> [Instructions to follow] Every entry must be given again exactly as it is written.

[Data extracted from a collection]
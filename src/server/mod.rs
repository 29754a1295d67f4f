//! Variable server contract
//!
//! filevars never talks to a variable server directly. Everything goes through
//! the [`VarServer`] trait: resolving names to handles, subscribing to
//! notifications, and opening/closing print sessions. The bundled
//! [`local::LocalServer`] is one implementation; tests use
//! [`crate::testing::FakeServer`].

pub mod local;

use std::fmt;
use std::io::{self, Write};
use std::path::PathBuf;

use crossbeam_channel::Receiver;
use thiserror::Error;

pub use local::{LocalServer, VarStore};

/// Opaque identifier issued by a variable server for a named variable
#[derive(Debug, Clone, Copy, PartialEq, Eq, Hash, PartialOrd, Ord)]
pub struct VarHandle(u32);

impl VarHandle {
    /// Sentinel returned when a name cannot be resolved
    pub const INVALID: VarHandle = VarHandle(0);

    pub fn new(raw: u32) -> Self {
        Self(raw)
    }

    pub fn raw(self) -> u32 {
        self.0
    }

    pub fn is_valid(self) -> bool {
        self != Self::INVALID
    }
}

impl fmt::Display for VarHandle {
    fn fmt(&self, f: &mut fmt::Formatter<'_>) -> fmt::Result {
        if self.is_valid() {
            write!(f, "#{}", self.0)
        } else {
            f.write_str("<invalid>")
        }
    }
}

/// Token identifying one delivered notification
#[derive(Debug, Clone, Copy, PartialEq, Eq, Hash)]
pub struct Token(u64);

impl Token {
    pub fn new(raw: u64) -> Self {
        Self(raw)
    }

    pub fn raw(self) -> u64 {
        self.0
    }
}

impl fmt::Display for Token {
    fn fmt(&self, f: &mut fmt::Formatter<'_>) -> fmt::Result {
        write!(f, "{}", self.0)
    }
}

/// Kinds of notification a variable server can deliver
#[derive(Debug, Clone, Copy, PartialEq, Eq, Hash)]
pub enum NotifyKind {
    /// A reader wants the rendered value of a variable
    Print,
    /// A variable's value changed
    Modified,
    /// A variable's value should be recalculated
    Calc,
    /// A proposed value needs validation
    Validate,
}

/// A notification delivered by the server
#[derive(Debug, Clone, Copy, PartialEq, Eq)]
pub struct Notification {
    pub kind: NotifyKind,
    pub token: Token,
}

impl Notification {
    pub fn print(token: Token) -> Self {
        Self {
            kind: NotifyKind::Print,
            token,
        }
    }
}

/// The open half of a print session: which variable is being read and where
/// the rendered output goes
#[derive(Debug)]
pub struct PrintSession<W> {
    pub handle: VarHandle,
    pub sink: W,
}

/// Errors reported by a variable server
#[derive(Debug, Error)]
pub enum ServerError {
    /// The connection has been closed
    #[error("variable server connection is closed")]
    Closed,

    /// No print request is pending for this token
    #[error("no pending print request for token {0}")]
    UnknownToken(Token),

    /// Operation attempted on the invalid handle sentinel
    #[error("invalid variable handle")]
    InvalidHandle,

    /// Something other than a socket already exists at the socket path
    #[error("{} exists and is not a socket", .0.display())]
    NotASocket(PathBuf),

    /// Transport failure
    #[error("variable server i/o error: {0}")]
    Io(#[from] io::Error),
}

/// Connection to a variable server
pub trait VarServer {
    /// Output channel handed out for each print session
    type Sink: Write;

    /// Resolve a variable name. Unknown names yield [`VarHandle::INVALID`].
    fn resolve(&self, name: &str) -> VarHandle;

    /// Ask to be notified of `kind` events for `handle`
    fn subscribe(&mut self, handle: VarHandle, kind: NotifyKind) -> Result<(), ServerError>;

    /// Receiving end of the notification stream.
    ///
    /// The channel disconnects once the server can deliver no more
    /// notifications.
    fn notifications(&self) -> Receiver<Notification>;

    /// Open the print session identified by `token`
    fn begin_print(&mut self, token: Token) -> Result<PrintSession<Self::Sink>, ServerError>;

    /// Hand the sink of a print session back to the server
    fn end_print(&mut self, token: Token, sink: Self::Sink) -> Result<(), ServerError>;

    /// Release the connection. Calling it more than once has no effect.
    fn close(&mut self);
}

> [Written reply]
filename src/server/mod.rs
repository 29754a1295d67f4f
//! Variable server contract
//!
//! filevars never talks to a variable server directly. Everything goes through
//! the [`VarServer`] trait: resolving names to handles, subscribing to
//! notifications, and opening/closing print sessions. The bundled
//! [`local::LocalServer`] is one implementation; tests use
//! [`crate::testing::FakeServer`].

pub mod local;

use std::fmt;
use std::io::{self, Write};
use std::path::PathBuf;

use crossbeam_channel::Receiver;
use thiserror::Error;

pub use local::{LocalServer, VarStore};

/// Opaque identifier issued by a variable server for a named variable
#[derive(Debug, Clone, Copy, PartialEq, Eq, Hash, PartialOrd, Ord)]
pub struct VarHandle(u32);

impl VarHandle {
    /// Sentinel returned when a name cannot be resolved
    pub const INVALID: VarHandle = VarHandle(0);

    pub fn new(raw: u32) -> Self {
        Self(raw)
    }

    pub fn raw(self) -> u32 {
        self.0
    }

    pub fn is_valid(self) -> bool {
        self != Self::INVALID
    }
}

impl fmt::Display for VarHandle {
    fn fmt(&self, f: &mut fmt::Formatter<'_>) -> fmt::Result {
        if self.is_valid() {
            write!(f, "#{}", self.0)
        } else {
            f.write_str("<invalid>")
        }
    }
}

/// Token identifying one delivered notification
#[derive(Debug, Clone, Copy, PartialEq, Eq, Hash)]
pub struct Token(u64);

impl Token {
    pub fn new(raw: u64) -> Self {
        Self(raw)
    }

    pub fn raw(self) -> u64 {
        self.0
    }
}

impl fmt::Display for Token {
    fn fmt(&self, f: &mut fmt::Formatter<'_>) -> fmt::Result {
        write!(f, "{}", self.0)
    }
}

/// Kinds of notification a variable server can deliver
#[derive(Debug, Clone, Copy, PartialEq, Eq, Hash)]
pub enum NotifyKind {
    /// A reader wants the rendered value of a variable
    Print,
    /// A variable's value changed
    Modified,
    /// A variable's value should be recalculated
    Calc,
    /// A proposed value needs validation
    Validate,
}

/// A notification delivered by the server
#[derive(Debug, Clone, Copy, PartialEq, Eq)]
pub struct Notification {
    pub kind: NotifyKind,
    pub token: Token,
}

impl Notification {
    pub fn print(token: Token) -> Self {
        Self {
            kind: NotifyKind::Print,
            token,
        }
    }
}

/// The open half of a print session: which variable is being read and where
/// the rendered output goes
#[derive(Debug)]
pub struct PrintSession<W> {
    pub handle: VarHandle,
    pub sink: W,
}

/// Errors reported by a variable server
#[derive(Debug, Error)]
pub enum ServerError {
    /// The connection has been closed
    #[error("variable server connection is closed")]
    Closed,

    /// No print request is pending for this token
    #[error("no pending print request for token {0}")]
    UnknownToken(Token),

    /// Operation attempted on the invalid handle sentinel
    #[error("invalid variable handle")]
    InvalidHandle,

    /// Something other than a socket already exists at the socket path
    #[error("{} exists and is not a socket", .0.display())]
    NotASocket(PathBuf),

    /// Transport failure
    #[error("variable server i/o error: {0}")]
    Io(#[from] io::Error),
}

/// Connection to a variable server
pub trait VarServer {
    /// Output channel handed out for each print session
    type Sink: Write;

    /// Resolve a variable name. Unknown names yield [`VarHandle::INVALID`].
    fn resolve(&self, name: &str) -> VarHandle;

    /// Ask to be notified of `kind` events for `handle`
    fn subscribe(&mut self, handle: VarHandle, kind: NotifyKind) -> Result<(), ServerError>;

    /// Receiving end of the notification stream.
    ///
    /// The channel disconnects once the server can deliver no more
    /// notifications.
    fn notifications(&self) -> Receiver<Notification>;

    /// Open the print session identified by `token`
    fn begin_print(&mut self, token: Token) -> Result<PrintSession<Self::Sink>, ServerError>;

    /// Hand the sink of a print session back to the server
    fn end_print(&mut self, token: Token, sink: Self::Sink) -> Result<(), ServerError>;

    /// Release the connection. Calling it more than once has no effect.
    fn close(&mut self);
}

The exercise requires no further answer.